Michael A. DeMarco (Hrsg.):
Tai Chi & the Daoist Spirit
Via Media Publishing Company 2017, 176 S., TB, ca. 24,60 €,
ISBN 9781893765467
Über 20 Jahre lang hat Michael DeMarco das »Journal of Asian Martial Arts«, eine wichtige Informationsquelle zu den asiatischen Kampfkünsten, herausgegeben. Seit die Zeitschrift eingestellt wurde, veröfflentlicht er themenspezische Zusammenstellungen der über 500 erschienenen Artikel zu diversen Bereichen wie etwa Kampfkunst für Kinder, den asiatischen Kampfkünsten in Kunst und Film, bestimmten Kampfkunststilen und -techniken, Taijiquan und Qigong für die Gesundheit. Es sind bereits 20 solcher Anthologien herausgekommen, ein Blick auf die Website von Via Media Publishing lohnt sich für alle, die ein Interesse an tiefer gehenden Informationen zu den inneren asiatischen Kampfkünsten haben. Einer dieser Bände ist dem Daoismus und seinem Ein uss auf das Taijiquan gewidmet. Acht Autoren beleuchten dieses Thema aus verschiedenen Perspektiven, ihre Beiträge sind ursprünglich zwischen 1993 und 2012 erschienen. Dabei erläutern Charles Holcombe, Dennis Willmont und Arieh Lev Breslow auf jeweils eigene Weise grundlegende daoistische Konzepte, Riten und Übungstraditionen, wobei das Streben nach »Unsterblichkeit« immer wieder eine große Rolle spielt, das die Entwicklung von gesundheitsfördernden Methoden sehr begünstigt hat. Aber auch in Bezug auf die kämpferische Anwendung des Taijiquan war der Daoismus prägend.
Douglas Wile beschreibt ausführlich die Bemühungen verschiedener Taiji-Traditionen, die Ursprungsgeschichte des Taijiquan mit dem Daoisten Zhang Sanfeng zu verbinden. Dabei geht es ihm darum zu zeigen, welche Rolle die Konstruktion und auch die Dekonstruktion einer Verbindung zwischen Kampfkünsten – insbesondere dem Taijiquan – und dem Daoismus in politisch-ideologischer Sicht, für die kulturelle Identität und bei kommerziellen Interessen gespielt haben. Ebenfalls aus historischer Perspektive geht Mark Hawthorne auf die seit einigen Jahrzehnten stattfindende Wiederbelebung daoistischer Traditionen in der VR China ein, wobei offen bleibt, inwieweit es gelingt, nicht nur Tempel wieder aufzubauen, sondern auch das traditionelle Wissen zu bewahren.

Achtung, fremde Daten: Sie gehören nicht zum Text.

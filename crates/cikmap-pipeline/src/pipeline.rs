//! Concurrent fetch/parse orchestration

use crate::cancel::CancelSignal;
use crate::config::PipelineConfig;
use crate::error::PipelineError;
use crate::ledger;
use crate::summary::RunSummary;
use cikmap_domain::{
    BatchRecord, ExtractionResult, FetchErrorKind, FetchFailure, FetchOutcome, FilingDescriptor,
    ItemOutcome, OutcomeStatus,
};
use cikmap_extractor::CandidateExtractor;
use cikmap_fetch::{Fetcher, RateGovernor};
use std::sync::atomic::{AtomicUsize, Ordering};
use std::sync::Arc;
use tokio::sync::{mpsc, Mutex};
use tokio::task::JoinSet;
use tokio::time::Instant;
use tracing::{debug, error, info, warn};
use uuid::Uuid;

type Handoff = (usize, FetchOutcome);
type Recorded = (usize, ItemOutcome);

/// Everything a finished run produced
#[derive(Debug, Clone)]
pub struct RunReport {
    /// Time-ordered id of this run
    pub run_id: Uuid,

    /// One terminal outcome per input descriptor, in completion order
    pub outcomes: Vec<ItemOutcome>,

    /// Counts derived from `outcomes`
    pub summary: RunSummary,
}

impl RunReport {
    /// Batch records for persistence, one per item key
    ///
    /// Cancelled items are left out so a later run picks them up again.
    pub fn records(&self) -> Vec<BatchRecord> {
        ledger::dedup(
            self.outcomes
                .iter()
                .filter_map(BatchRecord::from_outcome)
                .collect(),
        )
    }

    /// Extraction results of the items that were fetched and parsed
    pub fn extraction_results(&self) -> Vec<ExtractionResult> {
        self.outcomes
            .iter()
            .filter_map(|outcome| match &outcome.status {
                OutcomeStatus::Parsed(extraction) => Some(ExtractionResult::new(
                    outcome.descriptor.clone(),
                    extraction.clone(),
                )),
                _ => None,
            })
            .collect()
    }
}

/// Fetch/parse pipeline over a pool of fetch workers and a pool of parse workers
///
/// Fetch workers pull descriptors from a shared cursor, pay the governor and
/// hand fetched documents to the parse pool over a bounded channel. Every
/// terminal outcome flows to a single collector on the caller's task.
///
/// # Examples
///
/// ```
/// use cikmap_domain::{FilingDescriptor, FormKind};
/// use cikmap_fetch::MockFetcher;
/// use cikmap_pipeline::{Pipeline, PipelineConfig};
///
/// # async fn example() -> Result<(), cikmap_pipeline::PipelineError> {
/// let fetcher = MockFetcher::new("CUSIP No. 68389X105");
/// let pipeline = Pipeline::new(fetcher, PipelineConfig::default())?;
///
/// let descriptor = FilingDescriptor::new(
///     "1341439",
///     "ORACLE CORP",
///     FormKind::Schedule13G,
///     chrono::NaiveDate::from_ymd_opt(2024, 2, 14).unwrap(),
///     "edgar/data/1341439/0001341439-24-000001.txt",
/// );
/// let report = pipeline.run(vec![descriptor]).await;
/// assert_eq!(report.summary.total_found(), 1);
/// # Ok(())
/// # }
/// ```
pub struct Pipeline<F> {
    fetcher: Arc<F>,
    governor: Arc<RateGovernor>,
    extractor: Arc<CandidateExtractor>,
    config: PipelineConfig,
}

impl<F: Fetcher + 'static> Pipeline<F> {
    /// Create a pipeline with its own governor built from `config`
    ///
    /// # Errors
    ///
    /// Returns `PipelineError::Config` for an invalid configuration.
    pub fn new(fetcher: F, config: PipelineConfig) -> Result<Self, PipelineError> {
        config.validate().map_err(PipelineError::Config)?;
        let governor = RateGovernor::new(config.rate_per_second)?.with_burst(config.burst)?;
        Self::with_governor(fetcher, config, Arc::new(governor))
    }

    /// Create a pipeline that shares an existing governor
    ///
    /// The rate and burst of `config` are ignored in favor of the governor's.
    pub fn with_governor(
        fetcher: F,
        config: PipelineConfig,
        governor: Arc<RateGovernor>,
    ) -> Result<Self, PipelineError> {
        config.validate().map_err(PipelineError::Config)?;
        let extractor = CandidateExtractor::new(config.extractor.clone())
            .map_err(|e| PipelineError::Config(e.to_string()))?;

        Ok(Self {
            fetcher: Arc::new(fetcher),
            governor,
            extractor: Arc::new(extractor),
            config,
        })
    }

    /// Governor paid by every fetch attempt
    pub fn governor(&self) -> &Arc<RateGovernor> {
        &self.governor
    }

    /// Active configuration
    pub fn config(&self) -> &PipelineConfig {
        &self.config
    }

    /// Run every descriptor to completion
    pub async fn run(&self, descriptors: Vec<FilingDescriptor>) -> RunReport {
        self.run_until(descriptors, &CancelSignal::new()).await
    }

    /// Run until done or until `cancel` is raised
    pub async fn run_until(
        &self,
        descriptors: Vec<FilingDescriptor>,
        cancel: &CancelSignal,
    ) -> RunReport {
        self.run_with_observer(descriptors, cancel, |_| {}).await
    }

    /// Run, calling `observer` once for each terminal outcome
    ///
    /// The report always holds exactly one outcome per descriptor. Items never
    /// dispatched because of cancellation are recorded as `Cancelled`.
    pub async fn run_with_observer<O>(
        &self,
        descriptors: Vec<FilingDescriptor>,
        cancel: &CancelSignal,
        mut observer: O,
    ) -> RunReport
    where
        O: FnMut(&ItemOutcome),
    {
        let run_id = Uuid::now_v7();
        let started = Instant::now();
        let total = descriptors.len();

        info!(
            "Run {} started: {} filings, {} fetch workers, {} parse workers, {:.1} req/s",
            run_id,
            total,
            self.config.fetch_workers,
            self.config.parse_workers,
            self.governor.rate()
        );

        let items: Arc<[FilingDescriptor]> = descriptors.into();
        let cursor = Arc::new(AtomicUsize::new(0));
        let (doc_tx, doc_rx) = mpsc::channel::<Handoff>(self.config.buffer_capacity);
        let doc_rx = Arc::new(Mutex::new(doc_rx));
        let (out_tx, mut out_rx) = mpsc::unbounded_channel::<Recorded>();

        let mut workers = JoinSet::new();
        for worker in 0..self.config.fetch_workers {
            workers.spawn(fetch_worker(
                worker,
                Arc::clone(&self.fetcher),
                Arc::clone(&self.governor),
                Arc::clone(&items),
                Arc::clone(&cursor),
                doc_tx.clone(),
                out_tx.clone(),
                cancel.clone(),
            ));
        }
        for worker in 0..self.config.parse_workers {
            workers.spawn(parse_worker(
                worker,
                Arc::clone(&self.extractor),
                Arc::clone(&doc_rx),
                out_tx.clone(),
                cancel.clone(),
            ));
        }
        drop(doc_tx);
        drop(out_tx);

        let mut seen = vec![false; total];
        let mut outcomes = Vec::with_capacity(total);
        let mut summary = RunSummary::new();

        while let Some((index, outcome)) = out_rx.recv().await {
            if std::mem::replace(&mut seen[index], true) {
                warn!("Duplicate outcome for {} ignored", outcome.item_key());
                continue;
            }
            summary.record(&outcome);
            observer(&outcome);
            outcomes.push(outcome);
        }

        while let Some(joined) = workers.join_next().await {
            if let Err(e) = joined {
                error!("Pipeline worker failed: {}", e);
            }
        }

        // Left over: never dispatched, or lost with a failed worker
        for (index, _) in seen.iter().enumerate().filter(|(_, done)| !**done) {
            let descriptor = items[index].clone();
            let outcome = if cancel.is_cancelled() {
                ItemOutcome::cancelled(descriptor)
            } else {
                warn!("No outcome for {}; recording a failure", descriptor.item_key);
                ItemOutcome::fetch_failed(
                    descriptor,
                    FetchFailure::permanent("worker terminated before the item completed", 0, None),
                )
            };
            summary.record(&outcome);
            observer(&outcome);
            outcomes.push(outcome);
        }

        summary.elapsed = started.elapsed();
        info!(
            "Run {} finished in {:.1}s: {} parsed ({} found), {} failed, {} cancelled",
            run_id,
            summary.elapsed.as_secs_f64(),
            summary.total_parsed(),
            summary.total_found(),
            summary.total_failed(),
            summary.cancelled
        );

        RunReport {
            run_id,
            outcomes,
            summary,
        }
    }
}

#[allow(clippy::too_many_arguments)]
async fn fetch_worker<F: Fetcher>(
    worker: usize,
    fetcher: Arc<F>,
    governor: Arc<RateGovernor>,
    items: Arc<[FilingDescriptor]>,
    cursor: Arc<AtomicUsize>,
    documents: mpsc::Sender<Handoff>,
    outcomes: mpsc::UnboundedSender<Recorded>,
    cancel: CancelSignal,
) {
    debug!("Fetch worker {} started", worker);

    while !cancel.is_cancelled() {
        let index = cursor.fetch_add(1, Ordering::SeqCst);
        let Some(descriptor) = items.get(index) else {
            break;
        };

        let fetched = tokio::select! {
            biased;
            _ = cancel.cancelled() => None,
            outcome = fetcher.fetch(descriptor, &governor) => Some(outcome),
        };

        let outcome = match fetched {
            None => ItemOutcome::cancelled(descriptor.clone()),
            Some(FetchOutcome {
                descriptor,
                result: Err(failure),
            }) => {
                if failure.kind == FetchErrorKind::Cancelled {
                    ItemOutcome::cancelled(descriptor)
                } else {
                    debug!("Fetch failed for {}: {}", descriptor.item_key, failure);
                    ItemOutcome::fetch_failed(descriptor, failure)
                }
            }
            Some(fetched) => {
                debug!("Fetched {}", descriptor.item_key);
                let sent = tokio::select! {
                    biased;
                    _ = cancel.cancelled() => Err(ItemOutcome::cancelled(descriptor.clone())),
                    sent = documents.send((index, fetched)) => sent.map_err(|mpsc::error::SendError((_, doc))| {
                        ItemOutcome::parse_failed(doc.descriptor, "no parse worker available")
                    }),
                };
                match sent {
                    Ok(()) => continue,
                    Err(outcome) => outcome,
                }
            }
        };

        if outcomes.send((index, outcome)).is_err() {
            break;
        }
    }

    debug!("Fetch worker {} stopped", worker);
}

async fn parse_worker(
    worker: usize,
    extractor: Arc<CandidateExtractor>,
    documents: Arc<Mutex<mpsc::Receiver<Handoff>>>,
    outcomes: mpsc::UnboundedSender<Recorded>,
    cancel: CancelSignal,
) {
    debug!("Parse worker {} started", worker);

    loop {
        let next = documents.lock().await.recv().await;
        let Some((index, FetchOutcome { descriptor, result })) = next else {
            break;
        };

        let outcome = match result {
            Err(failure) => ItemOutcome::fetch_failed(descriptor, failure),
            Ok(_) if cancel.is_cancelled() => ItemOutcome::cancelled(descriptor),
            Ok(body) => {
                let parser = Arc::clone(&extractor);
                match tokio::task::spawn_blocking(move || parser.extract(&body)).await {
                    Ok(Ok(extraction)) => {
                        debug!(
                            "Parsed {}: {:?} ({})",
                            descriptor.item_key, extraction.candidate, extraction.method
                        );
                        ItemOutcome::parsed(descriptor, extraction)
                    }
                    Ok(Err(e)) => {
                        warn!("Parse failed for {}: {}", descriptor.item_key, e);
                        ItemOutcome::parse_failed(descriptor, e.to_string())
                    }
                    Err(e) => {
                        error!("Parse task for {} failed: {}", descriptor.item_key, e);
                        ItemOutcome::parse_failed(descriptor, format!("parse task failed: {}", e))
                    }
                }
            }
        };

        if outcomes.send((index, outcome)).is_err() {
            break;
        }
    }

    debug!("Parse worker {} stopped", worker);
}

In seinem eigenen Artikel zeigt Michael DeMarco, wie sich durch das physische Üben von Taijiquan wesentliche daoistische Konzepte erschließen und sich die Übenden im Laufe der Zeit einem Zustand der Einheit mit dem Dao annähern können. Ein kurzer Beitrag von Stanley Henning über den berühmten daoistischen Philosophen und Kampfkünstler Ge Hong ergänzt die Betrachtungen über das Zusammenspiel von Daoismus und Kampfkunst. Etwas aus dem Rahmen fällt der Artikel von Greg Brodsky, in dem er das Taijiquan nach Prinzipien des Hatha Yoga betrachtet, um bewusst durch eine andere Perspektive noch tiefer in dessen Wesen vorzudringen.
Alle Beiträge dieses Bandes sind relativ akademisch gehalten mit mehr und weniger Anmerkungen und teilweise seitenlangen Bibliographien. Schon allein dadurch können sie für diejenigen, die sich intensiv mit dem daoistischen Gedankengut und dem Zusammenwirken von Daoismus und Taijiquan beschäftigen, zu einer Fundgrube werden. Etwas vermisst habe ich Angaben zu den Autoren, um einschätzen zu können, vor welchem Hintergrund sie zu ihren Erkenntnissen gekommen sind.
Insgesamt bietet das Buch eine Fülle von Informationen, die grade durch die unterschiedlichen Herangehensweisen dazu beitragen, sich selbst ein eigenes Bild von den Zusammenhängen zwischen Daoismus und Taijiquan zu machen.